─── Data records ───

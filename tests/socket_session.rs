//! Socket transport against local TCP peers

use labwire::{Builder, CapabilityRegistry, HandleError, Registry, SessionSettings, TransportError};
use std::io::{Read, Write};
use std::net::{TcpListener, TcpStream};
use std::sync::Arc;
use std::thread;
use std::time::{Duration, Instant};

/// Echo every byte back on each accepted connection
fn echo_server() -> u16 {
    let listener = TcpListener::bind("127.0.0.1:0").unwrap();
    let port = listener.local_addr().unwrap().port();
    thread::spawn(move || {
        for stream in listener.incoming() {
            let Ok(mut stream) = stream else { break };
            thread::spawn(move || {
                let mut buf = [0u8; 1024];
                loop {
                    match stream.read(&mut buf) {
                        Ok(0) | Err(_) => break,
                        Ok(n) => {
                            if stream.write_all(&buf[..n]).is_err() {
                                break;
                            }
                        }
                    }
                }
            });
        }
    });
    port
}

/// Accept connections and never answer
fn silent_server() -> u16 {
    let listener = TcpListener::bind("127.0.0.1:0").unwrap();
    let port = listener.local_addr().unwrap().port();
    thread::spawn(move || {
        for stream in listener.incoming() {
            let Ok(mut stream) = stream else { break };
            thread::spawn(move || drain(&mut stream));
        }
    });
    port
}

fn drain(stream: &mut TcpStream) {
    let mut buf = [0u8; 256];
    while matches!(stream.read(&mut buf), Ok(n) if n > 0) {}
}

fn builder() -> Builder {
    Builder::new(
        Arc::new(Registry::new()),
        Arc::new(CapabilityRegistry::with_builtins()),
        SessionSettings::default(),
    )
}

fn model(port: u16) -> String {
    format!(
        "Device:\n  name: echo-box\n  interfaces:\n    Socket:\n      name: ECHO\n      host: 127.0.0.1\n      port: {port}\n"
    )
}

#[test]
fn echo_round_trip() {
    let builder = builder();
    let device = builder.load_str(&model(echo_server())).unwrap();
    let echo = device.transport("ECHO").unwrap();

    echo.connect().unwrap();
    assert!(echo.is_connected().unwrap());
    assert_eq!(echo.write(b"PING\n").unwrap(), 5);
    assert_eq!(&echo.read_timeout(Some(Duration::from_secs(1))).unwrap()[..], b"PING\n");

    echo.disconnect().unwrap();
    assert!(matches!(
        echo.write(b"late\n"),
        Err(HandleError::Transport(TransportError::NotConnected))
    ));
}

#[test]
fn messages_arrive_in_order() {
    let builder = builder();
    let device = builder.load_str(&model(echo_server())).unwrap();
    let echo = device.transport("ECHO").unwrap();
    echo.connect().unwrap();

    for msg in [&b"A\n"[..], b"B\n", b"C\n"] {
        echo.write(msg).unwrap();
    }
    let mut received = Vec::new();
    for _ in 0..3 {
        received.push(echo.read_timeout(Some(Duration::from_secs(1))).unwrap());
    }
    assert_eq!(received, vec![&b"A\n"[..], b"B\n", b"C\n"]);
}

#[test]
fn expired_read_returns_empty() {
    let builder = builder();
    let device = builder.load_str(&model(silent_server())).unwrap();
    let quiet = device.transport("ECHO").unwrap();
    quiet.connect().unwrap();

    let started = Instant::now();
    let data = quiet.read_timeout(Some(Duration::from_millis(200))).unwrap();
    let waited = started.elapsed();
    assert!(data.is_empty());
    assert!(waited >= Duration::from_millis(150), "returned after {waited:?}");
    assert!(waited < Duration::from_millis(1500), "returned after {waited:?}");

    let started = Instant::now();
    assert!(quiet.read_timeout(Some(Duration::ZERO)).unwrap().is_empty());
    assert!(started.elapsed() < Duration::from_millis(100));
}

#[test]
fn blocked_reader_does_not_hold_back_writes() {
    let builder = builder();
    let device = builder.load_str(&model(silent_server())).unwrap();
    let quiet = device.transport("ECHO").unwrap();
    quiet.connect().unwrap();

    let reader = {
        let quiet = quiet.clone();
        thread::spawn(move || quiet.read_timeout(Some(Duration::from_secs(2))))
    };
    thread::sleep(Duration::from_millis(100));

    let started = Instant::now();
    assert_eq!(quiet.write(b"PING\n").unwrap(), 5);
    let waited = started.elapsed();
    assert!(waited < Duration::from_millis(200), "write blocked for {waited:?}");

    assert!(reader.join().unwrap().unwrap().is_empty());
}

#[test]
fn unbounded_read_receives_reply_to_later_write() {
    let builder = builder();
    let device = builder.load_str(&model(echo_server())).unwrap();
    let echo = device.transport("ECHO").unwrap();
    echo.connect().unwrap();

    let reader = {
        let echo = echo.clone();
        thread::spawn(move || echo.read_timeout(None))
    };
    thread::sleep(Duration::from_millis(50));

    echo.write(b"*IDN?\n").unwrap();
    assert_eq!(&reader.join().unwrap().unwrap()[..], b"*IDN?\n");
}

#[test]
fn reconnect_starts_a_fresh_session() {
    let builder = builder();
    let device = builder.load_str(&model(echo_server())).unwrap();
    let echo = device.transport("ECHO").unwrap();

    for round in 0..3 {
        echo.connect().unwrap();
        assert!(echo.is_connected().unwrap());
        let msg = format!("ROUND {round}\n");
        echo.write(msg.as_bytes()).unwrap();
        assert_eq!(&echo.read_timeout(Some(Duration::from_secs(1))).unwrap()[..], msg.as_bytes());

        echo.disconnect().unwrap();
        assert!(!echo.is_connected().unwrap());
    }
}

#[test]
fn connect_refused_is_reported() {
    // Bind then drop to get a port nobody listens on
    let port = {
        let listener = TcpListener::bind("127.0.0.1:0").unwrap();
        listener.local_addr().unwrap().port()
    };
    let builder = builder();
    let device = builder.load_str(&model(port)).unwrap();
    let echo = device.transport("ECHO").unwrap();

    assert!(echo.connect().is_err());
    assert!(!echo.is_connected().unwrap());
}

#[test]
fn removing_the_device_stops_the_session() {
    let builder = builder();
    let device = builder.load_str(&model(echo_server())).unwrap();
    let node = device.device().transport("ECHO").unwrap();
    node.connect().unwrap();
    assert!(node.is_connected());

    assert_eq!(device.remove().unwrap(), 2);
    assert!(!node.is_connected());
    assert!(builder.registry().is_empty());
}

───

Your instructions:
Each line above should be output exactly as written.

Answer space:
filename tests/socket_session.rs
//! Socket transport against local TCP peers

use labwire::{Builder, CapabilityRegistry, HandleError, Registry, SessionSettings, TransportError};
use std::io::{Read, Write};
use std::net::{TcpListener, TcpStream};
use std::sync::Arc;
use std::thread;
use std::time::{Duration, Instant};

/// Echo every byte back on each accepted connection
fn echo_server() -> u16 {
    let listener = TcpListener::bind("127.0.0.1:0").unwrap();
    let port = listener.local_addr().unwrap().port();
    thread::spawn(move || {
        for stream in listener.incoming() {
            let Ok(mut stream) = stream else { break };
            thread::spawn(move || {
                let mut buf = [0u8; 1024];
                loop {
                    match stream.read(&mut buf) {
                        Ok(0) | Err(_) => break,
                        Ok(n) => {
                            if stream.write_all(&buf[..n]).is_err() {
                                break;
                            }
                        }
                    }
                }
            });
        }
    });
    port
}

/// Accept connections and never answer
fn silent_server() -> u16 {
    let listener = TcpListener::bind("127.0.0.1:0").unwrap();
    let port = listener.local_addr().unwrap().port();
    thread::spawn(move || {
        for stream in listener.incoming() {
            let Ok(mut stream) = stream else { break };
            thread::spawn(move || drain(&mut stream));
        }
    });
    port
}

fn drain(stream: &mut TcpStream) {
    let mut buf = [0u8; 256];
    while matches!(stream.read(&mut buf), Ok(n) if n > 0) {}
}

fn builder() -> Builder {
    Builder::new(
        Arc::new(Registry::new()),
        Arc::new(CapabilityRegistry::with_builtins()),
        SessionSettings::default(),
    )
}

fn model(port: u16) -> String {
    format!(
        "Device:\n  name: echo-box\n  interfaces:\n    Socket:\n      name: ECHO\n      host: 127.0.0.1\n      port: {port}\n"
    )
}

#[test]
fn echo_round_trip() {
    let builder = builder();
    let device = builder.load_str(&model(echo_server())).unwrap();
    let echo = device.transport("ECHO").unwrap();

    echo.connect().unwrap();
    assert!(echo.is_connected().unwrap());
    assert_eq!(echo.write(b"PING\n").unwrap(), 5);
    assert_eq!(&echo.read_timeout(Some(Duration::from_secs(1))).unwrap()[..], b"PING\n");

    echo.disconnect().unwrap();
    assert!(matches!(
        echo.write(b"late\n"),
        Err(HandleError::Transport(TransportError::NotConnected))
    ));
}

#[test]
fn messages_arrive_in_order() {
    let builder = builder();
    let device = builder.load_str(&model(echo_server())).unwrap();
    let echo = device.transport("ECHO").unwrap();
    echo.connect().unwrap();

    for msg in [&b"A\n"[..], b"B\n", b"C\n"] {
        echo.write(msg).unwrap();
    }
    let mut received = Vec::new();
    for _ in 0..3 {
        received.push(echo.read_timeout(Some(Duration::from_secs(1))).unwrap());
    }
    assert_eq!(received, vec![&b"A\n"[..], b"B\n", b"C\n"]);
}

#[test]
fn expired_read_returns_empty() {
    let builder = builder();
    let device = builder.load_str(&model(silent_server())).unwrap();
    let quiet = device.transport("ECHO").unwrap();
    quiet.connect().unwrap();

    let started = Instant::now();
    let data = quiet.read_timeout(Some(Duration::from_millis(200))).unwrap();
    let waited = started.elapsed();
    assert!(data.is_empty());
    assert!(waited >= Duration::from_millis(150), "returned after {waited:?}");
    assert!(waited < Duration::from_millis(1500), "returned after {waited:?}");

    let started = Instant::now();
    assert!(quiet.read_timeout(Some(Duration::ZERO)).unwrap().is_empty());
    assert!(started.elapsed() < Duration::from_millis(100));
}

#[test]
fn blocked_reader_does_not_hold_back_writes() {
    let builder = builder();
    let device = builder.load_str(&model(silent_server())).unwrap();
    let quiet = device.transport("ECHO").unwrap();
    quiet.connect().unwrap();

    let reader = {
        let quiet = quiet.clone();
        thread::spawn(move || quiet.read_timeout(Some(Duration::from_secs(2))))
    };
    thread::sleep(Duration::from_millis(100));

    let started = Instant::now();
    assert_eq!(quiet.write(b"PING\n").unwrap(), 5);
    let waited = started.elapsed();
    assert!(waited < Duration::from_millis(200), "write blocked for {waited:?}");

    assert!(reader.join().unwrap().unwrap().is_empty());
}

#[test]
fn unbounded_read_receives_reply_to_later_write() {
    let builder = builder();
    let device = builder.load_str(&model(echo_server())).unwrap();
    let echo = device.transport("ECHO").unwrap();
    echo.connect().unwrap();

    let reader = {
        let echo = echo.clone();
        thread::spawn(move || echo.read_timeout(None))
    };
    thread::sleep(Duration::from_millis(50));

    echo.write(b"*IDN?\n").unwrap();
    assert_eq!(&reader.join().unwrap().unwrap()[..], b"*IDN?\n");
}

#[test]
fn reconnect_starts_a_fresh_session() {
    let builder = builder();
    let device = builder.load_str(&model(echo_server())).unwrap();
    let echo = device.transport("ECHO").unwrap();

    for round in 0..3 {
        echo.connect().unwrap();
        assert!(echo.is_connected().unwrap());
        let msg = format!("ROUND {round}\n");
        echo.write(msg.as_bytes()).unwrap();
        assert_eq!(&echo.read_timeout(Some(Duration::from_secs(1))).unwrap()[..], msg.as_bytes());

        echo.disconnect().unwrap();
        assert!(!echo.is_connected().unwrap());
    }
}

#[test]
fn connect_refused_is_reported() {
    // Bind then drop to get a port nobody listens on
    let port = {
        let listener = TcpListener::bind("127.0.0.1:0").unwrap();
        listener.local_addr().unwrap().port()
    };
    let builder = builder();
    let device = builder.load_str(&model(port)).unwrap();
    let echo = device.transport("ECHO").unwrap();

    assert!(echo.connect().is_err());
    assert!(!echo.is_connected().unwrap());
}

#[test]
fn removing_the_device_stops_the_session() {
    let builder = builder();
    let device = builder.load_str(&model(echo_server())).unwrap();
    let node = device.device().transport("ECHO").unwrap();
    node.connect().unwrap();
    assert!(node.is_connected());

    assert_eq!(device.remove().unwrap(), 2);
    assert!(!node.is_connected());
    assert!(builder.registry().is_empty());
}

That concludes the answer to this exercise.